▶ What you will do:
Look through the entries and count each line that includes the string "PrivateKey". Reply with the number alone.

▶ Records shown:
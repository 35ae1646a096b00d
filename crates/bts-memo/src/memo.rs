//! The memo envelope.
//!
//! A [`Memo`] is either empty or fully formed: sender key, recipient key,
//! nonce and ciphertext are held together in one optional record so that no
//! partially-populated state exists. Memos are never mutated after
//! construction.
//!
//! Binary layout of a fully-formed memo:
//!
//! ```text
//! 0x01 || sender (33, compressed) || recipient (33) || nonce (8, reversed) || len (1) || ciphertext
//! ```
//!
//! The empty memo is the single byte `0x00`.

use bts_primitives::ec::public_key::COMPRESSED_LEN;
use bts_primitives::ec::{PrivateKey, PublicKey};
use bts_primitives::util::{ByteReader, ByteWriter};
use bts_primitives::PrimitivesError;
use tracing::trace;

use crate::codec::MemoCodec;
use crate::config::{MemoConfig, MAX_CIPHERTEXT_LEN, MEMO_VERSION_EMPTY, MEMO_VERSION_FULL};
use crate::nonce::{Nonce, NONCE_LEN};
use crate::MemoError;

#[derive(Debug, Clone, PartialEq, Eq)]
struct MemoParts {
    sender: PublicKey,
    recipient: PublicKey,
    nonce: Nonce,
    ciphertext: Vec<u8>,
}

/// An encrypted transaction memo.
#[derive(Debug, Clone, Default, PartialEq, Eq)]
pub struct Memo {
    parts: Option<MemoParts>,
}

impl Memo {
    /// The empty memo.
    pub fn empty() -> Self {
        Memo { parts: None }
    }

    /// Assemble a memo from already-encrypted parts.
    pub fn from_parts(
        sender: PublicKey,
        recipient: PublicKey,
        nonce: Nonce,
        ciphertext: Vec<u8>,
    ) -> Self {
        Memo {
            parts: Some(MemoParts {
                sender,
                recipient,
                nonce,
                ciphertext,
            }),
        }
    }

    /// Encrypt `message` for `recipient` with a freshly generated nonce.
    ///
    /// # Arguments
    /// * `sender` - The sender's private key.
    /// * `recipient` - The recipient's public key.
    /// * `message` - The plaintext.
    ///
    /// # Returns
    /// A fully-formed memo, or the error that stopped encryption.
    pub fn new(sender: &PrivateKey, recipient: &PublicKey, message: &str) -> Result<Self, MemoError> {
        MemoCodec::default().encode(sender, recipient, message.as_bytes(), None)
    }

    /// Encrypt `message` with an explicit nonce.
    ///
    /// The same keys, message and nonce always give the same ciphertext. A
    /// nonce of `0` means "generate one", as in [`Memo::new`].
    pub fn with_nonce(
        sender: &PrivateKey,
        recipient: &PublicKey,
        message: &str,
        nonce: u64,
    ) -> Result<Self, MemoError> {
        MemoCodec::default().encode(sender, recipient, message.as_bytes(), Some(nonce))
    }

    /// Rebuild a received memo from its string fields on the main network.
    ///
    /// See [`Memo::from_received_with`].
    pub fn from_received(
        from: &str,
        to: &str,
        message_hex: &str,
        nonce_decimal: &str,
    ) -> Result<Self, MemoError> {
        Self::from_received_with(&MemoConfig::default(), from, to, message_hex, nonce_decimal)
    }

    /// Rebuild a received memo from its string fields.
    ///
    /// # Arguments
    /// * `config` - Supplies the expected address prefix.
    /// * `from` - Sender address, e.g. `BTS6M...`.
    /// * `to` - Recipient address.
    /// * `message_hex` - Ciphertext as hex; an odd-length string is left-padded with `0`.
    /// * `nonce_decimal` - The nonce as an unsigned decimal.
    ///
    /// # Returns
    /// The memo, or an error for a bad address, bad hex or a nonce that does
    /// not fit in 8 bytes.
    pub fn from_received_with(
        config: &MemoConfig,
        from: &str,
        to: &str,
        message_hex: &str,
        nonce_decimal: &str,
    ) -> Result<Self, MemoError> {
        let sender = PublicKey::from_address(from, &config.address_prefix)?;
        let recipient = PublicKey::from_address(to, &config.address_prefix)?;
        let ciphertext = decode_hex_padded(message_hex)?;
        let nonce = Nonce::from_decimal(nonce_decimal)?;
        Ok(Self::from_parts(sender, recipient, nonce, ciphertext))
    }

    /// True for the empty memo.
    pub fn is_empty(&self) -> bool {
        self.parts.is_none()
    }

    /// The sender's public key, if the memo is fully formed.
    pub fn sender(&self) -> Option<&PublicKey> {
        self.parts.as_ref().map(|p| &p.sender)
    }

    /// The recipient's public key, if the memo is fully formed.
    pub fn recipient(&self) -> Option<&PublicKey> {
        self.parts.as_ref().map(|p| &p.recipient)
    }

    /// The nonce, if the memo is fully formed.
    pub fn nonce(&self) -> Option<&Nonce> {
        self.parts.as_ref().map(|p| &p.nonce)
    }

    /// The encrypted `checksum || plaintext`, if the memo is fully formed.
    pub fn ciphertext(&self) -> Option<&[u8]> {
        self.parts.as_ref().map(|p| p.ciphertext.as_slice())
    }

    /// Decrypt the memo as text with either party's private key.
    pub fn decode_message(&self, key: &PrivateKey) -> Result<String, MemoError> {
        MemoCodec::default().decode(self, key)
    }

    /// Decrypt the memo to raw bytes with either party's private key.
    pub fn decode_bytes(&self, key: &PrivateKey) -> Result<Vec<u8>, MemoError> {
        MemoCodec::default().decode_bytes(self, key)
    }

    /// Append the binary encoding of this memo to `writer`.
    ///
    /// # Returns
    /// `OversizedCiphertext` if the ciphertext does not fit the one-byte
    /// length field. Nothing is written in that case.
    pub fn write_to(&self, writer: &mut ByteWriter) -> Result<(), MemoError> {
        let parts = match &self.parts {
            None => {
                writer.write_u8(MEMO_VERSION_EMPTY);
                return Ok(());
            }
            Some(parts) => parts,
        };

        let len = parts.ciphertext.len();
        if len > MAX_CIPHERTEXT_LEN {
            return Err(MemoError::OversizedCiphertext {
                len,
                max: MAX_CIPHERTEXT_LEN,
            });
        }

        writer.write_u8(MEMO_VERSION_FULL);
        writer.write_bytes(&parts.sender.to_compressed());
        writer.write_bytes(&parts.recipient.to_compressed());
        writer.write_bytes(&parts.nonce.to_wire_bytes());
        writer.write_u8(len as u8);
        writer.write_bytes(&parts.ciphertext);
        Ok(())
    }

    /// Read one binary-encoded memo from `reader`, leaving any following
    /// bytes unread.
    ///
    /// # Returns
    /// The memo, `Malformed` for an unknown version byte or truncated input,
    /// or a key error for an invalid embedded public key.
    pub fn read_from(reader: &mut ByteReader<'_>) -> Result<Self, MemoError> {
        let version = reader.read_u8().map_err(truncated)?;
        match version {
            MEMO_VERSION_EMPTY => Ok(Memo::empty()),
            MEMO_VERSION_FULL => {
                let sender = reader.read_array::<COMPRESSED_LEN>().map_err(truncated)?;
                let recipient = reader.read_array::<COMPRESSED_LEN>().map_err(truncated)?;
                let nonce = reader.read_array::<NONCE_LEN>().map_err(truncated)?;
                let len = reader.read_u8().map_err(truncated)? as usize;
                let ciphertext = reader.read_bytes(len).map_err(truncated)?.to_vec();
                trace!(ciphertext_len = len, "binary memo read");

                Ok(Self::from_parts(
                    PublicKey::from_bytes(&sender)?,
                    PublicKey::from_bytes(&recipient)?,
                    Nonce::from_wire_bytes(nonce),
                    ciphertext,
                ))
            }
            other => Err(MemoError::Malformed(format!(
                "unknown memo version 0x{:02x}",
                other
            ))),
        }
    }
}

fn truncated(_: PrimitivesError) -> MemoError {
    MemoError::Malformed("truncated memo".to_string())
}

/// Decode hex ciphertext, left-padding an odd-length string with one `0`.
pub(crate) fn decode_hex_padded(s: &str) -> Result<Vec<u8>, MemoError> {
    if s.len() % 2 == 1 {
        Ok(hex::decode(format!("0{}", s)).map_err(PrimitivesError::from)?)
    } else {
        Ok(hex::decode(s).map_err(PrimitivesError::from)?)
    }
}

#[cfg(test)]
mod tests {
    use super::*;

    const SENDER_ADDRESS: &str = "BTS73MTSWz2Nks4Eaf8G8F7Nr6jbHorZSM774HFmtrdEuahXqi1ff";
    const RECIPIENT_ADDRESS: &str = "BTS5UXjwf1qXw1cAF6GLT4w5RjH48Rn8Y6xLPZwwVDWh3D3aap86N";

    #[test]
    fn test_empty_memo() {
        let memo = Memo::empty();
        assert!(memo.is_empty());
        assert_eq!(memo, Memo::default());
        assert!(memo.sender().is_none());
        assert!(memo.ciphertext().is_none());
    }

    #[test]
    fn test_from_received() {
        let memo = Memo::from_received(
            SENDER_ADDRESS,
            RECIPIENT_ADDRESS,
            "e751bef11ff2192cf9038089fdeadcaf",
            "42",
        )
        .unwrap();
        assert_eq!(memo.nonce().unwrap().to_u64(), 42);
        let recipient = PrivateKey::from_bytes(&[0x02; 32]).unwrap();
        assert_eq!(memo.decode_message(&recipient).unwrap(), "hello");
    }

    #[test]
    fn test_from_received_rejects_bad_fields() {
        assert!(matches!(
            Memo::from_received(SENDER_ADDRESS, RECIPIENT_ADDRESS, "00", "18446744073709551616"),
            Err(MemoError::InvalidNonceEncoding(_))
        ));
        assert!(matches!(
            Memo::from_received(SENDER_ADDRESS, RECIPIENT_ADDRESS, "zz", "1"),
            Err(MemoError::Primitives(PrimitivesError::InvalidHex(_)))
        ));
        assert!(matches!(
            Memo::from_received_with(&MemoConfig::testnet(), SENDER_ADDRESS, RECIPIENT_ADDRESS, "00", "1"),
            Err(MemoError::Primitives(PrimitivesError::InvalidAddress(_)))
        ));
    }

    #[test]
    fn test_odd_length_hex_is_left_padded() {
        assert_eq!(decode_hex_padded("abc").unwrap(), vec![0x0a, 0xbc]);
        assert_eq!(decode_hex_padded("").unwrap(), Vec::<u8>::new());
        assert_eq!(decode_hex_padded("0abc").unwrap(), vec![0x0a, 0xbc]);
    }

    #[test]
    fn test_read_from_leaves_trailing_bytes() {
        let mut w = ByteWriter::new();
        Memo::empty().write_to(&mut w).unwrap();
        w.write_u8(0xee);
        let bytes = w.into_bytes();

        let mut r = ByteReader::new(&bytes);
        assert!(Memo::read_from(&mut r).unwrap().is_empty());
        assert_eq!(r.remaining(), 1);
    }

    #[test]
    fn test_read_from_rejects_unknown_version_and_truncation() {
        assert!(matches!(
            Memo::read_from(&mut ByteReader::new(&[0x02])),
            Err(MemoError::Malformed(_))
        ));
        assert!(matches!(
            Memo::read_from(&mut ByteReader::new(&[])),
            Err(MemoError::Malformed(_))
        ));
        assert!(matches!(
            Memo::read_from(&mut ByteReader::new(&[MEMO_VERSION_FULL, 0x02, 0x03])),
            Err(MemoError::Malformed(_))
        ));
    }

    #[test]
    fn test_oversized_write_leaves_writer_untouched() {
        let key = PrivateKey::from_bytes(&[0x01; 32]).unwrap().pub_key();
        let memo = Memo::from_parts(key.clone(), key, Nonce::from_u64(1), vec![0u8; 256]);
        let mut w = ByteWriter::new();
        assert!(matches!(
            memo.write_to(&mut w),
            Err(MemoError::OversizedCiphertext { len: 256, max: 255 })
        ));
        assert!(w.into_bytes().is_empty());
    }
}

▶ Task solution:
7